Pasco Times - July 10, 2005
By Seung Min Kim
A host of social help organizations will swap ideas and consider pooling resources.
Bob Loring knows what community collaboration can do: Donated school supplies send a kid to school, ready to learn. An uninsured child can suddenly get a physical. Dozens of toys greet children who may not have otherwise have received Christmas presents.
Loring, the co-chairman of Toys for Tots in east Pasco County, and his cohorts will meet today to help further their vision of giving needy children a hand up to reach the American Dream.

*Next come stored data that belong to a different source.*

//! Personal and place name validator.

use std::collections::BTreeSet;

use crate::config::DEFAULT_NAME_CHARACTERS;
use crate::foundation::{ErrorKind, Validate, ValidationError, ValidationResult, collapse_spaces};

/// Validates names against an allowed character set and title-cases them.
///
/// Characters are compared upper-cased, so the allowed set only needs the
/// capital form of each letter.
///
/// # Examples
///
/// ```
/// use validizer::validators::Name;
/// use validizer::foundation::Validate;
///
/// let name = Name::default();
/// assert_eq!(name.validate("mary-jane o'brien").unwrap(), "Mary-Jane O'Brien");
/// assert!(name.validate("R2-D2").is_err());
/// ```
#[derive(Debug, Clone, PartialEq, Eq)]
pub struct Name {
    allowed: BTreeSet<char>,
}

impl Name {
    /// Creates a validator accepting the characters of `allowed`.
    #[must_use]
    pub fn new(allowed: &str) -> Self {
        Self {
            allowed: allowed.chars().flat_map(char::to_uppercase).collect(),
        }
    }

    /// Returns the allowed characters in sorted order.
    #[must_use]
    pub fn allowed(&self) -> String {
        self.allowed.iter().collect()
    }

    fn is_allowed(&self, c: char) -> bool {
        c.to_uppercase().all(|u| self.allowed.contains(&u))
    }
}

impl Default for Name {
    fn default() -> Self {
        Self::new(DEFAULT_NAME_CHARACTERS)
    }
}

impl Validate for Name {
    type Input = str;
    type Output = String;

    fn validate(&self, input: &str) -> ValidationResult<String> {
        let name = collapse_spaces(input);
        if name.is_empty() {
            return Err(ValidationError::blank("name_blank"));
        }

        let mut rejected: Vec<char> = Vec::new();
        for c in name.chars() {
            if !self.is_allowed(c) && !rejected.contains(&c) {
                rejected.push(c);
            }
        }

        if !rejected.is_empty() {
            let listed = rejected
                .iter()
                .map(|c| format!("'{c}'"))
                .collect::<Vec<_>>()
                .join(", ");
            return Err(ValidationError::new(
                ErrorKind::BadCharacter,
                "name_characters",
                format!("{input} contains characters that are not allowed: {listed}."),
            )
            .with_param("characters", rejected.into_iter().collect::<String>()));
        }

        Ok(title_case(&name))
    }
}

/// Upper-cases the first letter of every run of letters and lower-cases the
/// rest.
fn title_case(input: &str) -> String {
    let mut output = String::with_capacity(input.len());
    let mut in_word = false;
    for c in input.chars() {
        if c.is_alphabetic() {
            if in_word {
                output.extend(c.to_lowercase());
            } else {
                output.extend(c.to_uppercase());
            }
            in_word = true;
        } else {
            output.push(c);
            in_word = false;
        }
    }
    output
}

#[cfg(test)]
mod tests {
    use super::*;

    #[test]
    fn test_title_case() {
        assert_eq!(title_case("JOHN smith"), "John Smith");
        assert_eq!(title_case("o'neil"), "O'Neil");
        assert_eq!(title_case("st. john's"), "St. John'S");
    }

    #[test]
    fn test_valid_names() {
        let name = Name::default();
        assert_eq!(name.validate("  ada   LOVELACE ").unwrap(), "Ada Lovelace");
        assert_eq!(name.validate("st. john's").unwrap(), "St. John'S");
    }

    #[test]
    fn test_rejected_characters_listed_once() {
        let error = Name::default().validate("a1b1_").unwrap_err();
        assert_eq!(error.kind, ErrorKind::BadCharacter);
        assert_eq!(error.param("characters"), Some("1_"));
        assert_eq!(
            error.message,
            "a1b1_ contains characters that are not allowed: '1', '_'."
        );
    }

    #[test]
    fn test_blank() {
        assert_eq!(Name::default().validate(" ").unwrap_err().kind, ErrorKind::Blank);
    }

    #[test]
    fn test_custom_set_is_case_insensitive() {
        let name = Name::new("abcé ");
        assert_eq!(name.validate("CAB é").unwrap(), "Cab É");
        assert_eq!(name.allowed(), " ABCÉ");
    }
}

The Fourth Congress of the America Dream Practitioners will meet today at Pasco-Hernando Community College in Dade City to network, swap ideas and determine ways to combine resources to help needy children in Pasco County.
Registration begins at 8:30 a.m. The conference is open to the public.
"If we're going to help anyone, lets help the kids in poverty," Loring said. "This is where we should intervene and come together as a community."
The American Dream team and its affiliated programs link various social service groups, churches and other community organizations to help poor children.
Wiping out the poverty affecting Pasco County children in an era of dwindling resources demands collaboration among community groups, Loring said.
"Each agency is working in its own little worked," he said. "Basically, we need to talk to each other and try to make resources stretch as far as they possible can."
For example, Toys for Tots had distributed notebooks, pencils and other supplies during the back-to-school season. So had Zephyrhills police So the two agencies combined forces to eliminate the duplication.
With a network of groups and agencies working together. organizers hope to put a face on Pasco's poverty by meeting with families. This approach, called STEPS - school tools that empower and promote success - would help the agencies better identify the children's particular needs, Loring said.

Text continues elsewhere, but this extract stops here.